Grosse Unterschiede bestehen nicht nur zwischen den einzelnen Kontinenten, sondern auch zwischen den einzelnen Ländern ein und desselben Kontinents. Beispiel Europa: Hier liegt der Anteil der Personen mit Hochschulabschluss unter den britischen Migrantinnen und Migranten, die nach 2010 in die Schweiz eingereist sind, bei über 80 %. Bei den aus Italien und Spanien eingereisten Personen sind es 50 %, bei Personen aus Portugal nicht einmal 20 %. Das zeigt, wie divers die Migrationsströme sind.

Unter den eingewanderten Personen, die vor 2010 in die Schweiz kamen, gab es mehr Männer als Frauen mit Hochschulabschluss. Seit 2011 ist das Verhältnis zwischen hochqualifizierten Migrantinnen und Migranten in etwa gleich; hochqualifizierte Frauen sind sogar leicht in der Überzahl.

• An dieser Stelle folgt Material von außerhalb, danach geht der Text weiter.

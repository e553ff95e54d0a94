//! Value → CON text (spec §4.2-§4.4). Mirrors the recursive, shape-dispatching
//! structure of the parser: one function per production (object fields, array
//! bodies by shape, list items, primitives).

use crate::error::{ConError, Result};
use crate::header::format_header;
use crate::lexical::{escape_string, is_safe_unquoted, is_valid_unquoted_key, Delimiter, QuoteContext};
use crate::options::{EmitOptions, INDENT_SIZE};
use crate::shape::{classify, tabular_fields, ArrayShape};
use crate::value::Value;

/// Serialize a normalized [`Value`] tree to CON text under `opts`.
pub fn serialize(value: &Value, opts: &EmitOptions) -> Result<String> {
    let mut out = String::new();
    emit_root(value, opts, &mut out)?;
    Ok(out)
}

/// Convenience wrapper matching the teacher's `encode(json: &str)` string path:
/// parse, normalize, and serialize with default options.
pub fn encode(json: &str) -> Result<String> {
    let parsed: serde_json::Value = serde_json::from_str(json)?;
    let value = crate::normalize::normalize(parsed)?;
    serialize(&value, &EmitOptions::default())
}

fn emit_root(value: &Value, opts: &EmitOptions, out: &mut String) -> Result<()> {
    match value {
        Value::Obj(pairs) => emit_object_fields(pairs, 0, opts, out),
        Value::Arr(items) => emit_array(None, items, 0, opts, out),
        primitive => {
            emit_primitive(primitive, QuoteContext::Document, out);
            Ok(())
        }
    }
}

fn emit_object_fields(
    pairs: &[(String, Value)],
    depth: usize,
    opts: &EmitOptions,
    out: &mut String,
) -> Result<()> {
    for (i, (key, value)) in pairs.iter().enumerate() {
        if i > 0 {
            out.push('\n');
        }
        out.push_str(&make_indent(depth));
        emit_object_field(key, value, depth, opts, out)?;
    }
    Ok(())
}

fn emit_object_field(
    key: &str,
    value: &Value,
    depth: usize,
    opts: &EmitOptions,
    out: &mut String,
) -> Result<()> {
    match value {
        Value::Arr(items) => emit_array_inline(Some(key), items, depth, opts, out),
        Value::Obj(child) => {
            out.push_str(&encode_key(key));
            out.push(':');
            if !child.is_empty() {
                out.push('\n');
                emit_object_fields(child, depth + 1, opts, out)?;
            }
            Ok(())
        }
        primitive => {
            out.push_str(&encode_key(key));
            out.push_str(": ");
            emit_primitive(primitive, QuoteContext::Document, out);
            Ok(())
        }
    }
}

fn emit_array(key: Option<&str>, items: &[Value], depth: usize, opts: &EmitOptions, out: &mut String) -> Result<()> {
    out.push_str(&make_indent(depth));
    emit_array_inline(key, items, depth, opts, out)
}

/// Write an array header plus body, assuming the caller already wrote the line's
/// leading indent (or a `"- "` item marker occupying the same column).
fn emit_array_inline(
    key: Option<&str>,
    items: &[Value],
    depth: usize,
    opts: &EmitOptions,
    out: &mut String,
) -> Result<()> {
    let shape = effective_shape(items, opts);
    let delimiter = opts.delimiter;
    assert_array_count(items.len(), items.len(), opts.strict_arrays)?;
    match shape {
        ArrayShape::Empty => {
            out.push_str(&format_header(key, 0, delimiter, None, false));
        }
        ArrayShape::InlinePrimitive => {
            out.push_str(&format_header(key, items.len(), delimiter, None, false));
            out.push(' ');
            emit_inline_values(items, delimiter, out);
        }
        ArrayShape::Tabular => {
            let fields = tabular_fields(items).expect("classified as tabular");
            out.push_str(&format_header(key, items.len(), delimiter, Some(&fields), false));
            for item in items {
                out.push('\n');
                out.push_str(&make_indent(depth + 1));
                emit_tabular_row(item, &fields, delimiter, out);
            }
        }
        ArrayShape::ListOfPrimArrays | ArrayShape::MixedList => {
            out.push_str(&format_header(key, items.len(), delimiter, None, false));
            for item in items {
                out.push('\n');
                emit_list_item(item, depth + 1, opts, out)?;
            }
        }
    }
    Ok(())
}

/// Downgrade a tabular-eligible array below `opts.min_tabular_length` to the
/// mixed-list form instead (Open Question: honored, see DESIGN.md).
fn effective_shape(items: &[Value], opts: &EmitOptions) -> ArrayShape {
    let shape = classify(items);
    if shape == ArrayShape::Tabular && items.len() < opts.min_tabular_length {
        return ArrayShape::MixedList;
    }
    shape
}

/// Strict-mode counterpart to the parser's `check_count`: under `strict_arrays`,
/// asserts the count an array header is about to declare matches the body
/// length it's about to emit. The core always calls this with matching counts
/// since it derives both from the same `items.len()`; it exists so a caller
/// who builds a header's declared count by hand gets the same validation
/// `deserialize`'s strict mode applies on the way back in.
fn assert_array_count(declared: usize, actual: usize, strict_arrays: bool) -> Result<()> {
    if strict_arrays && declared != actual {
        return Err(ConError::CountMismatch {
            expected: declared,
            actual,
            kind: "array",
        });
    }
    Ok(())
}

fn emit_inline_values(items: &[Value], delimiter: Delimiter, out: &mut String) {
    for (i, item) in items.iter().enumerate() {
        if i > 0 {
            out.push(delimiter.as_char());
        }
        emit_primitive(item, QuoteContext::Delimited(delimiter), out);
    }
}

fn emit_tabular_row(item: &Value, fields: &[String], delimiter: Delimiter, out: &mut String) {
    let obj = item.as_obj().unwrap_or(&[]);
    for (i, field) in fields.iter().enumerate() {
        if i > 0 {
            out.push(delimiter.as_char());
        }
        let value = obj
            .iter()
            .find(|(k, _)| k == field)
            .map(|(_, v)| v)
            .expect("tabular row missing a column validated at classification");
        emit_primitive(value, QuoteContext::Delimited(delimiter), out);
    }
}

fn emit_list_item(item: &Value, depth: usize, opts: &EmitOptions, out: &mut String) -> Result<()> {
    match item {
        Value::Obj(pairs) => emit_list_item_object(pairs, depth, opts, out),
        Value::Arr(items) => {
            out.push_str(&make_indent(depth));
            out.push_str("- ");
            emit_array_inline(None, items, depth, opts, out)
        }
        primitive => {
            out.push_str(&make_indent(depth));
            out.push_str("- ");
            emit_primitive(primitive, QuoteContext::Document, out);
            Ok(())
        }
    }
}

/// An object list item puts its first field on the same line as the `"- "` marker
/// and the remaining fields at `depth + 1`, so continuation fields line up under the
/// item exactly as a nested object's fields would.
fn emit_list_item_object(
    pairs: &[(String, Value)],
    depth: usize,
    opts: &EmitOptions,
    out: &mut String,
) -> Result<()> {
    out.push_str(&make_indent(depth));
    out.push_str("- ");
    let Some((first_key, first_val)) = pairs.first() else {
        return Ok(());
    };
    // The first field shares the item's own depth for its key, but any content
    // nested under it lines up one level deeper than the item's other fields do
    // (those live at `depth + 1`, filling the column the `"- "` marker ate).
    emit_object_field(first_key, first_val, depth + 1, opts, out)?;
    if pairs.len() > 1 {
        out.push('\n');
        emit_object_fields(&pairs[1..], depth + 1, opts, out)?;
    }
    Ok(())
}

fn emit_primitive(value: &Value, ctx: QuoteContext, out: &mut String) {
    match value {
        Value::Null => out.push_str("null"),
        Value::Bool(true) => out.push_str("true"),
        Value::Bool(false) => out.push_str("false"),
        Value::Num(f) => out.push_str(&format_number(*f)),
        Value::Str(s) => encode_string(s, ctx, out),
        Value::Arr(_) | Value::Obj(_) => unreachable!("emit_primitive called on a container"),
    }
}

fn encode_string(s: &str, ctx: QuoteContext, out: &mut String) {
    if is_safe_unquoted(s, ctx) {
        out.push_str(s);
    } else {
        out.push('"');
        escape_string(s, out);
        out.push('"');
    }
}

/// Render a key unquoted when it matches the identifier grammar, quoted otherwise.
pub fn encode_key(key: &str) -> String {
    if is_valid_unquoted_key(key) {
        key.to_string()
    } else {
        let mut s = String::from("\"");
        escape_string(key, &mut s);
        s.push('"');
        s
    }
}

/// Render `f` with no exponent and no superfluous trailing zeros. `-0.0` is folded
/// to `0.0` by normalization before this is ever called.
pub fn format_number(f: f64) -> String {
    if f == 0.0 {
        "0".to_string()
    } else {
        format!("{f}")
    }
}

fn make_indent(depth: usize) -> String {
    " ".repeat(depth * INDENT_SIZE)
}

In welchen Wirtschaftszweigen arbeiten die meisten MigrantInnen?

Definition

Ständige Wohnbevölkerung: Schweizerinnen und Schweizer sowie Ausländerinnen und Ausländer mit einer Aufenthaltsbewilligung für mehr als 12 Monate. Seit 2011 zählen zur ständigen Wohnbevölkerung auch Ausländerinnen und Ausländer mit Ausweis F oder N, die seit mindestens 12 Monaten in der Schweiz leben.

Quelle: Bundesamt für Statistik, Strukturerhebungen 2010–2014

Hinweis zum Verfahren: Das Ausbildungsniveau der Migrantinnen und Migranten wird auf Basis der gesamten zwischen 2010 und 2014 durchgeführten Strukturerhebungen eingeschätzt. Die Daten werden gewichtet, damit sie für die ständig in der Schweiz lebenden Ausländerinnen und Ausländer repräsentativ sind. Die im Alter zwischen 20 und 65 Jahren in die Schweiz eingereisten Personen werden nach dem Jahr ihrer Einreise erfasst und klassifiziert. Die Ergebnisse sind Hochrechnungen, die auf dem Bildungsniveau der Migrantinnen und Migranten, die zum Zeitpunkt der Umfrage in der Schweiz leben, basieren. Angaben von bereits wieder ausgereisten Personen wurden nicht berücksichtigt.